** Opening LISTED ENTRIES block **
//! # Inbound Callbacks
//!
//! The bank reports back twice for a payment: a server-to-server pingback
//! (`VK_AUTO=Y`) and the shopper's browser following the return link. Both
//! carry the same signed fields and either may arrive first, so handling is
//! idempotent:
//!
//! ```text
//!   raw body ─► lossy decode ─► look up record ─► decode in bank charset
//!            ─► verify signature ─► classify service code
//!            ─► compare-and-set Pending → Completed | Failed
//!            ─► notify (winner only) ─► reply
//! ```
//!
//! A signature failure never touches state. The record lookup happens on a
//! lossy first pass because the charset is a property of the bank, and the
//! bank is only known once the record is found.

pub mod auth;
pub mod message;
pub mod payment;

pub use auth::{AuthOutcome, AuthResponseHandler};
pub use message::ProtocolMessage;
pub use payment::{PaymentCallback, PaymentResponseHandler};

use crate::codec::FieldMap;
use crate::error::{BanklinkError, Result};
use crate::record::RecordKind;

/// What the host should answer.
#[derive(Debug, Clone, PartialEq, Eq)]
pub enum CallbackReply {
    /// Plain-text body for the bank's server-to-server pingback.
    Acknowledge(String),
    /// Send the browser on to this URL.
    Redirect(String),
}

impl CallbackReply {
    pub fn is_redirect(&self) -> bool {
        matches!(self, CallbackReply::Redirect(_))
    }
}

/// `name`, or a protocol error naming it.
fn required<'a>(fields: &'a FieldMap, name: &str) -> Result<&'a str> {
    fields
        .get(name)
        .map(String::as_str)
        .ok_or_else(|| BanklinkError::Protocol(format!("{name} is missing from the response")))
}

/// Parses a stamp or nonce. Anything that is not a record id cannot name a
/// record, so it is reported as not found.
fn record_id(kind: RecordKind, value: &str) -> Result<u64> {
    value.trim().parse().map_err(|_| BanklinkError::not_found(kind, value))
}

#[cfg(test)]
mod tests {
    use super::*;

    #[test]
    fn test_required_field() {
        let fields = FieldMap::from([("VK_STAMP".to_string(), "7".to_string())]);
        assert_eq!(required(&fields, "VK_STAMP").unwrap(), "7");
        assert!(matches!(
            required(&fields, "VK_MAC"),
            Err(BanklinkError::Protocol(_))
        ));
    }

    #[test]
    fn test_record_id() {
        assert_eq!(record_id(RecordKind::Transaction, " 42 ").unwrap(), 42);
        assert!(matches!(
            record_id(RecordKind::Transaction, "abc"),
            Err(BanklinkError::NotFound { .. })
        ));
        assert!(record_id(RecordKind::Authentication, "-1").is_err());
    }

    #[test]
    fn test_reply_kind() {
        assert!(CallbackReply::Redirect("/x".into()).is_redirect());
        assert!(!CallbackReply::Acknowledge("request handled".into()).is_redirect());
    }
}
** Closing LISTED ENTRIES block **
▶ _WHAT NEEDS TO BE DONE_: The records above need to be duplicated. Keep every word unchanged.

▶ _ANSWER FOR THE TASK_:
//! # Inbound Callbacks
//!
//! The bank reports back twice for a payment: a server-to-server pingback
//! (`VK_AUTO=Y`) and the shopper's browser following the return link. Both
//! carry the same signed fields and either may arrive first, so handling is
//! idempotent:
//!
//! ```text
//!   raw body ─► lossy decode ─► look up record ─► decode in bank charset
//!            ─► verify signature ─► classify service code
//!            ─► compare-and-set Pending → Completed | Failed
//!            ─► notify (winner only) ─► reply
//! ```
//!
//! A signature failure never touches state. The record lookup happens on a
//! lossy first pass because the charset is a property of the bank, and the
//! bank is only known once the record is found.

pub mod auth;
pub mod message;
pub mod payment;

pub use auth::{AuthOutcome, AuthResponseHandler};
pub use message::ProtocolMessage;
pub use payment::{PaymentCallback, PaymentResponseHandler};

use crate::codec::FieldMap;
use crate::error::{BanklinkError, Result};
use crate::record::RecordKind;

/// What the host should answer.
#[derive(Debug, Clone, PartialEq, Eq)]
pub enum CallbackReply {
    /// Plain-text body for the bank's server-to-server pingback.
    Acknowledge(String),
    /// Send the browser on to this URL.
    Redirect(String),
}

impl CallbackReply {
    pub fn is_redirect(&self) -> bool {
        matches!(self, CallbackReply::Redirect(_))
    }
}

/// `name`, or a protocol error naming it.
fn required<'a>(fields: &'a FieldMap, name: &str) -> Result<&'a str> {
    fields
        .get(name)
        .map(String::as_str)
        .ok_or_else(|| BanklinkError::Protocol(format!("{name} is missing from the response")))
}

/// Parses a stamp or nonce. Anything that is not a record id cannot name a
/// record, so it is reported as not found.
fn record_id(kind: RecordKind, value: &str) -> Result<u64> {
    value.trim().parse().map_err(|_| BanklinkError::not_found(kind, value))
}

#[cfg(test)]
mod tests {
    use super::*;

    #[test]
    fn test_required_field() {
        let fields = FieldMap::from([("VK_STAMP".to_string(), "7".to_string())]);
        assert_eq!(required(&fields, "VK_STAMP").unwrap(), "7");
        assert!(matches!(
            required(&fields, "VK_MAC"),
            Err(BanklinkError::Protocol(_))
        ));
    }

    #[test]
    fn test_record_id() {
        assert_eq!(record_id(RecordKind::Transaction, " 42 ").unwrap(), 42);
        assert!(matches!(
            record_id(RecordKind::Transaction, "abc"),
            Err(BanklinkError::NotFound { .. })
        ));
        assert!(record_id(RecordKind::Authentication, "-1").is_err());
    }

    #[test]
    fn test_reply_kind() {
        assert!(CallbackReply::Redirect("/x".into()).is_redirect());
        assert!(!CallbackReply::Acknowledge("request handled".into()).is_redirect());
    }
}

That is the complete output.